Banks Table - BS - CSV - SQLite3 - Log

This example will demonstrate an ETL of scraping a webpage displaying Bank Values. The process involves using BeautifulSoup to extract the necessary table, transform the data, load the data into a csv file, and a SQLite3 db, run exploratory queries, and save the progress in a log file

Case Study

We are asked to create a code that can be used to compile the list of the top 10 largest banks in the world ranked by market capitalization in billion USD.
The data needs to be transformed and stored in GBP, EUR and INR as well, in accordance with the exchange rate information that has been made available in a CSV file
The processed information table is to be saved locally in a CSV format and as a database table
Run queries on the db
Log all function call in a progress log file

Your job is to create an automated system to generate this information so that the same can be executed in every financial quarter to prepare the report.

Setup

Let’s start by loading the libraries and
Setting the global variables

library(reticulate)

from bs4 import BeautifulSoup
import pandas as pd
import numpy as np
import sqlite3
import requests
from datetime import datetime

# Global Vars
url = 'https://web.archive.org/web/20230908091635%20/https://en.wikipedia.org/wiki/List_of_largest_banks'
exchange_file = 'https://cf-courses-data.s3.us.cloud-object-storage.appdomain.cloud/IBMSkillsNetwork-PY0221EN-Coursera/labs/v2/exchange_rate.csv'
sql_connection = sqlite3.connect('D:/data/BANK/Banks.db')
transformed_file = 'D:/data/BANK/Largest_banks_data.csv'
table_name = 'Largest_banks'
attribute_list = ['Name','MC_USD_Billion']
log_file = 'D:/data/BANK/code_log.txt'

Task 1: Logging function

Write the function to log the progress of the code, log_progress().

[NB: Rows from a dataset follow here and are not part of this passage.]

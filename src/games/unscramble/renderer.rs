//! Unscramble-specific renderer
use ratatui::layout::{Alignment, Constraint, Flex, Layout, Rect};
use ratatui::style::{Color, Modifier, Style};
use ratatui::text::{Line, Span};
use ratatui::widgets::{Block, Clear, Paragraph};
use ratatui::Frame;

use super::game::{DialogChoice, Screen, UnscrambleGame};
use crate::core::renderer::Renderer;

pub struct UnscrambleRenderer;

impl Renderer<UnscrambleGame> for UnscrambleRenderer {
    fn render(frame: &mut Frame, game: &UnscrambleGame) {
        let state = game.state();

        let [header, word, hint, field, error, help] = Layout::vertical([
            Constraint::Length(3),
            Constraint::Length(3),
            Constraint::Length(2),
            Constraint::Length(3),
            Constraint::Length(2),
            Constraint::Min(1),
        ])
        .areas(frame.area());

        let [count_area, score_area] =
            Layout::horizontal([Constraint::Percentage(50), Constraint::Percentage(50)]).areas(header);
        frame.render_widget(
            Paragraph::new(format!("Word {} of {}", state.word_count(), state.max_words()))
                .block(Block::bordered()),
            count_area,
        );
        frame.render_widget(
            Paragraph::new(format!("Score: {}", state.score()))
                .alignment(Alignment::Right)
                .block(Block::bordered()),
            score_area,
        );

        frame.render_widget(
            Paragraph::new(state.scrambled_word())
                .style(Style::default().fg(Color::Cyan).add_modifier(Modifier::BOLD))
                .alignment(Alignment::Center)
                .block(Block::bordered().title(" Unscramble ")),
            word,
        );
        frame.render_widget(
            Paragraph::new("Unscramble the word using all the letters.").alignment(Alignment::Center),
            hint,
        );

        let field_style = if game.has_error() {
            Style::default().fg(Color::Red)
        } else {
            Style::default()
        };
        frame.render_widget(
            Paragraph::new(format!("{}_", game.input()))
                .block(Block::bordered().title(" Enter your word ").border_style(field_style)),
            field,
        );
        if game.has_error() {
            frame.render_widget(
                Paragraph::new("Try again!").style(Style::default().fg(Color::Red)),
                error,
            );
        }

        frame.render_widget(
            Paragraph::new("Enter: submit   Tab: skip   Esc: quit")
                .style(Style::default().fg(Color::DarkGray)),
            help,
        );

        if let Screen::FinalScore { selected } = game.screen() {
            render_final_score(frame, state.score(), selected);
        }
    }
}

fn render_final_score(frame: &mut Frame, score: u32, selected: DialogChoice) {
    let area = centered(frame.area(), 36, 8);
    frame.render_widget(Clear, area);

    let button = |label: &'static str, choice: DialogChoice| {
        if choice == selected {
            Span::styled(
                format!("[ {label} ]"),
                Style::default().fg(Color::Black).bg(Color::Yellow),
            )
        } else {
            Span::raw(format!("  {label}  "))
        }
    };

    let text = vec![
        Line::from(format!("You scored: {score}!")),
        Line::from(""),
        Line::from(vec![
            button("Exit", DialogChoice::Exit),
            Span::raw("   "),
            button("Play Again", DialogChoice::PlayAgain),
        ]),
        Line::from(""),
        Line::from(Span::styled("r: play again   q: exit", Style::default().fg(Color::DarkGray))),
    ];
    frame.render_widget(
        Paragraph::new(text)
            .alignment(Alignment::Center)
            .block(Block::bordered().title(" Congratulations! ")),
        area,
    );
}

fn centered(area: Rect, width: u16, height: u16) -> Rect {
    let [row] = Layout::vertical([Constraint::Length(height)])
        .flex(Flex::Center)
        .areas(area);
    let [cell] = Layout::horizontal([Constraint::Length(width)])
        .flex(Flex::Center)
        .areas(row);
    cell
}
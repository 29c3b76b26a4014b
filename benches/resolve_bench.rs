use criterion::{criterion_group, criterion_main, Criterion};
use scalebook::catalog::Catalog;
use scalebook::scales::RC_SCALES_JSON;
use std::hint::black_box;

fn criterion_benchmark(c: &mut Criterion) {
    let catalog = Catalog::from_json_str(RC_SCALES_JSON).expect("embedded table");

    c.bench_function("catalog_build (RC table)", |b| {
        b.iter(|| Catalog::from_json_str(black_box(RC_SCALES_JSON)))
    });

    c.bench_function("resolve (4 scales x full sweep)", |b| {
        b.iter(|| {
            for code in ["RCd", "RC1", "RC2", "RC3"] {
                for score in (0..=120).step_by(5) {
                    let _ = catalog.resolve(black_box(code), black_box(score));
                }
            }
        })
    });
}

criterion_group!(benches, criterion_benchmark);
criterion_main!(benches);
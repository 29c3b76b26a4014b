use crate::error::{SbResult, ScalebookError};
use serde::{Deserialize, Serialize};
use std::collections::BTreeMap;
use std::fs;
use std::io::Read;
use std::path::Path;
use tracing::{debug, info};

/// One entry of the raw source document:
/// `{ "range": [low, high], "interpretation": "..." }`
#[derive(Debug, Clone, Serialize, Deserialize)]
pub struct RawBand {
    pub range: [i32; 2],
    pub interpretation: String,
}

#[derive(Debug, Clone, Serialize, Deserialize)]
pub struct RawScale {
    pub ranges: Vec<RawBand>,
}

/// The full source document: scale code -> band list.
pub type RawDocument = BTreeMap<String, RawScale>;

/// A closed score interval carrying its narrative text.
#[derive(Debug, Clone, PartialEq, Eq)]
pub struct Band {
    pub low: i32,
    pub high: i32,
    pub text: String,
}

impl Band {
    pub fn contains(&self, score: i32) -> bool {
        self.low <= score && score <= self.high
    }
}

/// A single scale's validated band table, sorted, contiguous and
/// non-overlapping. Bands jointly cover `floor()..=ceiling()`.
#[derive(Debug, Clone)]
pub struct ScaleEntry {
    code: String,
    bands: Vec<Band>,
}

impl ScaleEntry {
    fn from_raw(code: &str, raw: RawScale) -> SbResult<Self> {
        let malformed = |detail: String| ScalebookError::MalformedTable {
            scale: code.to_string(),
            detail,
        };

        if raw.ranges.is_empty() {
            return Err(malformed("empty range list".into()));
        }

        let mut bands = Vec::with_capacity(raw.ranges.len());
        for entry in raw.ranges {
            let [low, high] = entry.range;
            if low > high {
                return Err(malformed(format!("reversed bounds [{}, {}]", low, high)));
            }
            if entry.interpretation.trim().is_empty() {
                return Err(malformed(format!(
                    "blank interpretation for [{}, {}]",
                    low, high
                )));
            }
            bands.push(Band {
                low,
                high,
                text: entry.interpretation,
            });
        }

        for pair in bands.windows(2) {
            let (prev, next) = (&pair[0], &pair[1]);
            if next.low <= prev.high {
                return Err(malformed(format!(
                    "[{}, {}] overlaps or precedes [{}, {}]",
                    next.low, next.high, prev.low, prev.high
                )));
            }
            if next.low > prev.high + 1 {
                return Err(malformed(format!(
                    "gap between [{}, {}] and [{}, {}]",
                    prev.low, prev.high, next.low, next.high
                )));
            }
        }

        Ok(Self {
            code: code.to_string(),
            bands,
        })
    }

    pub fn code(&self) -> &str {
        &self.code
    }

    pub fn bands(&self) -> &[Band] {
        &self.bands
    }

    /// Lowest valid score for this scale.
    pub fn floor(&self) -> i32 {
        self.bands[0].low
    }

    /// Highest valid score for this scale.
    pub fn ceiling(&self) -> i32 {
        self.bands[self.bands.len() - 1].high
    }

    fn band_for(&self, score: i32) -> SbResult<&Band> {
        if score < self.floor() || score > self.ceiling() {
            return Err(ScalebookError::InvalidScore {
                scale: self.code.clone(),
                score,
                floor: self.floor(),
                ceiling: self.ceiling(),
            });
        }

        // Bands are sorted and contiguous, so the first band whose high
        // bound reaches the score is the unique match.
        let idx = self.bands.partition_point(|b| b.high < score);
        Ok(&self.bands[idx])
    }
}

/// The validated, immutable set of all scale tables. Built once via one of
/// the constructors, then read-only for the life of the process.
#[derive(Debug, Clone, Default)]
pub struct Catalog {
    scales: BTreeMap<String, ScaleEntry>,
}

impl Catalog {
    /// Validates the raw document and builds the catalog. All-or-nothing:
    /// any invariant violation in any scale rejects the whole document.
    pub fn from_raw(raw: RawDocument) -> SbResult<Self> {
        let mut scales = BTreeMap::new();
        for (code, raw_scale) in raw {
            let entry = ScaleEntry::from_raw(&code, raw_scale)?;
            debug!(
                "Scale {}: {} bands covering {}..={}",
                code,
                entry.bands.len(),
                entry.floor(),
                entry.ceiling()
            );
            scales.insert(code, entry);
        }

        info!("Catalog built: {} scales", scales.len());
        Ok(Self { scales })
    }

    pub fn from_json_str(content: &str) -> SbResult<Self> {
        let raw: RawDocument = serde_json::from_str(content)?;
        Self::from_raw(raw)
    }

    pub fn from_reader<R: Read>(reader: R) -> SbResult<Self> {
        let raw: RawDocument = serde_json::from_reader(reader)?;
        Self::from_raw(raw)
    }

    pub fn load_from_file<P: AsRef<Path>>(path: P) -> SbResult<Self> {
        let content = fs::read_to_string(path)?;
        Self::from_json_str(&content)
    }

    /// Returns the narrative for `score` on the given scale, exactly as
    /// authored. Pure read; the catalog is never mutated by lookups.
    pub fn resolve(&self, code: &str, score: i32) -> SbResult<&str> {
        self.resolve_band(code, score).map(|b| b.text.as_str())
    }

    /// Same lookup as [`resolve`](Self::resolve), but returns the whole
    /// matched band so callers can report its bounds.
    pub fn resolve_band(&self, code: &str, score: i32) -> SbResult<&Band> {
        self.entry(code)?.band_for(score)
    }

    /// Resolves a whole score profile in caller order, failing fast on the
    /// first unknown scale or out-of-domain score.
    pub fn resolve_profile<'a, I>(&self, scores: I) -> SbResult<Vec<(String, &str)>>
    where
        I: IntoIterator<Item = (&'a str, i32)>,
    {
        let mut lines = Vec::new();
        for (code, score) in scores {
            lines.push((code.to_string(), self.resolve(code, score)?));
        }
        Ok(lines)
    }

    pub fn entry(&self, code: &str) -> SbResult<&ScaleEntry> {
        self.scales
            .get(code)
            .ok_or_else(|| ScalebookError::UnknownScale(code.to_string()))
    }

    /// The `(floor, ceiling)` score domain of a scale, for upstream
    /// validation of scoring-engine output.
    pub fn domain(&self, code: &str) -> SbResult<(i32, i32)> {
        let entry = self.entry(code)?;
        Ok((entry.floor(), entry.ceiling()))
    }

    /// Known scale codes, in sorted order.
    pub fn codes(&self) -> impl Iterator<Item = &str> {
        self.scales.keys().map(String::as_str)
    }

    pub fn contains(&self, code: &str) -> bool {
        self.scales.contains_key(code)
    }

    pub fn len(&self) -> usize {
        self.scales.len()
    }

    pub fn is_empty(&self) -> bool {
        self.scales.is_empty()
    }
}
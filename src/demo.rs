use glam::Vec2;
use std::f32::consts::FRAC_PI_4;

use crate::{NodeId, Scene, TransformOptions, Transformable};

/// Handles to the nodes [`create_demo_scene`] builds, root to leaf.
pub struct DemoNodes {
    pub panel: NodeId,
    pub widget: NodeId,
    pub pointer: NodeId,
}

/// Build a small three-level hierarchy: a panel scaled 2x, a widget offset
/// and rotated inside it, and a pointer oriented at a fixed target.
pub fn create_demo_scene() -> (Scene, DemoNodes) {
    let mut scene = Scene::new();

    let panel = scene.add(Transformable::from_options(&TransformOptions {
        position: Some(Vec2::new(100.0, 50.0)),
        scale: Some(Vec2::new(2.0, 2.0)),
        ..Default::default()
    }));

    let widget = scene.add_child(
        panel,
        Transformable::from_options(&TransformOptions {
            position: Some(Vec2::new(40.0, 0.0)),
            rotation: Some(FRAC_PI_4),
            origin: Some(Vec2::new(10.0, 10.0)),
            ..Default::default()
        }),
    );

    let pointer = scene.add_child(widget, Transformable::new());
    scene.get_mut(pointer).look_at(Vec2::new(30.0, 40.0));

    scene.update_transforms();

    (scene, DemoNodes { panel, widget, pointer })
}
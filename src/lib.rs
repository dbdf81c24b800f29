pub mod demo;
pub mod scene;
pub mod surface;

pub use scene::{NodeId, Scene, TransformOptions, Transformable, EPSILON};
pub use surface::{DrawSurface, SurfaceState};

The function accepts the message to be logged and enters it to a text file code_log.txt
The log file will save the timestamp and the message generated by every process done
Here is a list of the messages we need to save upon execution

Task	Log message on completion
Declaring known values	Preliminaries complete. Initiating ETL process
Call extract() function	Data extraction complete. Initiating Transformation process
Call transform() function	Data transformation complete. Initiating Loading process
Call load_to_csv()	Data saved to CSV file
Initiate SQLite3 connection	SQL Connection initiated
Call load_to_db()	Data loaded to Database as a table, Executing queries
Call run_query()	Process Complete
Close SQLite3 connection	Server Connection closed

Code

# Logging Function
def log_progress(message):
        timestamp_format = '%Y-%h-%d-%H:%M:%S' # Year-Monthname-Day-Hour-Minute-Second
        now = datetime.now() # get current timestamp 
        timestamp = now.strftime(timestamp_format) 
        with open(log_file,"a") as f: 
                f.write(timestamp + ',' + message + '\n')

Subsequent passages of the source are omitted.